### [Input records]
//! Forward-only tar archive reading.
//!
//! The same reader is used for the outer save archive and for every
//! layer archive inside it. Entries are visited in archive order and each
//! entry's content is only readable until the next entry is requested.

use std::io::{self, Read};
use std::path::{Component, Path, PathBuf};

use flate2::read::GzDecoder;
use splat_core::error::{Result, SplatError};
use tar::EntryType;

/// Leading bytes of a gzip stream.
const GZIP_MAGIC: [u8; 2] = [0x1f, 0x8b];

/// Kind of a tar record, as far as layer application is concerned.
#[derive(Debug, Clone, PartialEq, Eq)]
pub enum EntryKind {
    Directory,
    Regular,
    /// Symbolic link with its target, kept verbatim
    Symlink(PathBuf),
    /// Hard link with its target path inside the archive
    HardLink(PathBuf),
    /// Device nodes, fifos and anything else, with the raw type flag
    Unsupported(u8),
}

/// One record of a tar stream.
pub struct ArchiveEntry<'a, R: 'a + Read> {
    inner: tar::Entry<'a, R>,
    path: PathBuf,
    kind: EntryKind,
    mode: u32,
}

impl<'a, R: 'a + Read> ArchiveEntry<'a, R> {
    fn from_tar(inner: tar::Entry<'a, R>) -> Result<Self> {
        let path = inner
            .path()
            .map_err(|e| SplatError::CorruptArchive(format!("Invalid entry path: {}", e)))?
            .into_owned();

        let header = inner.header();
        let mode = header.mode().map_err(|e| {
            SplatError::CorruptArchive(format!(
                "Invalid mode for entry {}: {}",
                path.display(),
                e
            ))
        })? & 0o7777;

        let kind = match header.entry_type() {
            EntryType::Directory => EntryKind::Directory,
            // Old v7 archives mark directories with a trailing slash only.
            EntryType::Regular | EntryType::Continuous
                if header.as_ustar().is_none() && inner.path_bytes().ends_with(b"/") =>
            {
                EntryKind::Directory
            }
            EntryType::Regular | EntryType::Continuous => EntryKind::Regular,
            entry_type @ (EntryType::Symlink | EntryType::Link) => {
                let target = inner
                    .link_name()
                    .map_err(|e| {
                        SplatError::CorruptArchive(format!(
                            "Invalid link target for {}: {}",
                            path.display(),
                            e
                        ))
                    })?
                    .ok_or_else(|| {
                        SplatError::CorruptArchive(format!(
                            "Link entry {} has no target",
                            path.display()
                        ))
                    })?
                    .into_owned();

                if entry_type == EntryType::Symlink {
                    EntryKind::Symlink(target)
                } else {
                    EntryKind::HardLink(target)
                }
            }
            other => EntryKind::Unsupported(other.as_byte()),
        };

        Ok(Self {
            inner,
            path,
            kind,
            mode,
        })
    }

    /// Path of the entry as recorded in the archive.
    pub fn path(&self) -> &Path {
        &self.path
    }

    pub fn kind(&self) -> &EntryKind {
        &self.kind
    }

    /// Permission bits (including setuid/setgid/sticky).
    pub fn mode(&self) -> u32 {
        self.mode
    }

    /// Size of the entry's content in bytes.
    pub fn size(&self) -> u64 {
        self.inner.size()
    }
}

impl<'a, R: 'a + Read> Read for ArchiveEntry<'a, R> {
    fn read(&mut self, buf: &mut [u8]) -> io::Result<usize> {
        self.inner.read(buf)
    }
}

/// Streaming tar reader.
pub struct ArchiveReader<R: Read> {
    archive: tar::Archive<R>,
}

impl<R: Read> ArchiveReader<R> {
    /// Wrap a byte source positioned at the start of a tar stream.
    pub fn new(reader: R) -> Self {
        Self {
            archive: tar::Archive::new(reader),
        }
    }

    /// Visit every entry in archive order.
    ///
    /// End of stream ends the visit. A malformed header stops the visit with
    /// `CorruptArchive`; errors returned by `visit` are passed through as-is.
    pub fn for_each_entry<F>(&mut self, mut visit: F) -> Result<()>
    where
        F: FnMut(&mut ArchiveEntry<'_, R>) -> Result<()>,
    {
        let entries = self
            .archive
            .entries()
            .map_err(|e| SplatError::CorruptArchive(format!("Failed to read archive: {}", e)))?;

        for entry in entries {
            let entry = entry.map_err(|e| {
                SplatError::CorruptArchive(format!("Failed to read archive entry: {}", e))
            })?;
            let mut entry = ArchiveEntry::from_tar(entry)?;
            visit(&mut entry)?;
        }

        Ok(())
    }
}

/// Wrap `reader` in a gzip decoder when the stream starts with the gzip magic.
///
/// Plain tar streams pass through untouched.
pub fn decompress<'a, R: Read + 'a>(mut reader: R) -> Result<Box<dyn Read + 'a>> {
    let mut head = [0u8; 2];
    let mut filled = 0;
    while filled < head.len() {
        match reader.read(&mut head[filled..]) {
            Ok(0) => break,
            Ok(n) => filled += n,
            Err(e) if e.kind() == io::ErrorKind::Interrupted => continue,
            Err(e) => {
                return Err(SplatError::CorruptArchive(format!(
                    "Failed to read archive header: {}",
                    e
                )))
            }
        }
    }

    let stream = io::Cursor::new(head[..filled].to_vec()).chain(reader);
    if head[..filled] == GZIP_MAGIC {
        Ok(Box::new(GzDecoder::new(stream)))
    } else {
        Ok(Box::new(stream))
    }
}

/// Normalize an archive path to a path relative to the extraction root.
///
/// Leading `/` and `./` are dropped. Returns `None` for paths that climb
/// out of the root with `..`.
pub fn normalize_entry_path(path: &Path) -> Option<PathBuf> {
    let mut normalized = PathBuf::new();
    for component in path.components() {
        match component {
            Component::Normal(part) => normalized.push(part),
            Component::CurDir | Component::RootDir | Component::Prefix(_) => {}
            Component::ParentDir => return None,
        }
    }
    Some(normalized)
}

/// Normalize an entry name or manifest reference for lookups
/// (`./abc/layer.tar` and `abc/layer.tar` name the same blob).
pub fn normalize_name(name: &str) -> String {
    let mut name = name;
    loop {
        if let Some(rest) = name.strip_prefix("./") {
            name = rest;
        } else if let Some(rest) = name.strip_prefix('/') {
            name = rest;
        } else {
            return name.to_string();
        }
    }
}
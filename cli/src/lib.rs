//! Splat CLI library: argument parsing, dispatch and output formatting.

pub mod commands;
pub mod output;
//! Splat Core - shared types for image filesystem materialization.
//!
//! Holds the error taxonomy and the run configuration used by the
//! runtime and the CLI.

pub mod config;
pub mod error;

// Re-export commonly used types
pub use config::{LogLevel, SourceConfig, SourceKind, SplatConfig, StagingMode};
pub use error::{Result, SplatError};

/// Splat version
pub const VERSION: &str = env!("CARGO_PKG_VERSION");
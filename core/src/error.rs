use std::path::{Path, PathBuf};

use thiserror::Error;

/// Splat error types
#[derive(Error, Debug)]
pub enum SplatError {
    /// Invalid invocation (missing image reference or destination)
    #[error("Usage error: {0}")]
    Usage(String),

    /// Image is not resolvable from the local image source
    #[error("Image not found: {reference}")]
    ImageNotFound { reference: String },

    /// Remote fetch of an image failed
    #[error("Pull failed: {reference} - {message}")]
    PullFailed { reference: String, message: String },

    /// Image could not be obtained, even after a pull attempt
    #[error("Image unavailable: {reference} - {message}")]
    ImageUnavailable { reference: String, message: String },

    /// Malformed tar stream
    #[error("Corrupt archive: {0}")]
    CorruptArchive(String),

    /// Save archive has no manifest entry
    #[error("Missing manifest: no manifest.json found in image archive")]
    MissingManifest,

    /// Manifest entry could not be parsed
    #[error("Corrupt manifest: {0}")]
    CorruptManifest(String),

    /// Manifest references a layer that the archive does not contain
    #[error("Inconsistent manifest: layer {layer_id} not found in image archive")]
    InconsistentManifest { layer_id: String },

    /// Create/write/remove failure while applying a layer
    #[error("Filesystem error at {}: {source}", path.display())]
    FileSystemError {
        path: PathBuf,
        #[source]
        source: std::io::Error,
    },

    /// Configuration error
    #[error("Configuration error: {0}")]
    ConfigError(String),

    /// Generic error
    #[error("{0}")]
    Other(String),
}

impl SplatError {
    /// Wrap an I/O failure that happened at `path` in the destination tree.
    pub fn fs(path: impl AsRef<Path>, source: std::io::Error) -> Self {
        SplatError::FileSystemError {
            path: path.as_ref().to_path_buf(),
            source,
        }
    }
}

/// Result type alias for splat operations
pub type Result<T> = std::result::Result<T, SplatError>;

### [Task to complete]
Can you repeat, word for word, every line above from the one containing "commonly used types" down to the one containing "use thiserror::Error;", including both?

### [Response to the task]
// Re-export commonly used types
pub use config::{LogLevel, SourceConfig, SourceKind, SplatConfig, StagingMode};
pub use error::{Result, SplatError};

/// Splat version
pub const VERSION: &str = env!("CARGO_PKG_VERSION");
filename core/src/error.rs
use std::path::{Path, PathBuf};

use thiserror::Error;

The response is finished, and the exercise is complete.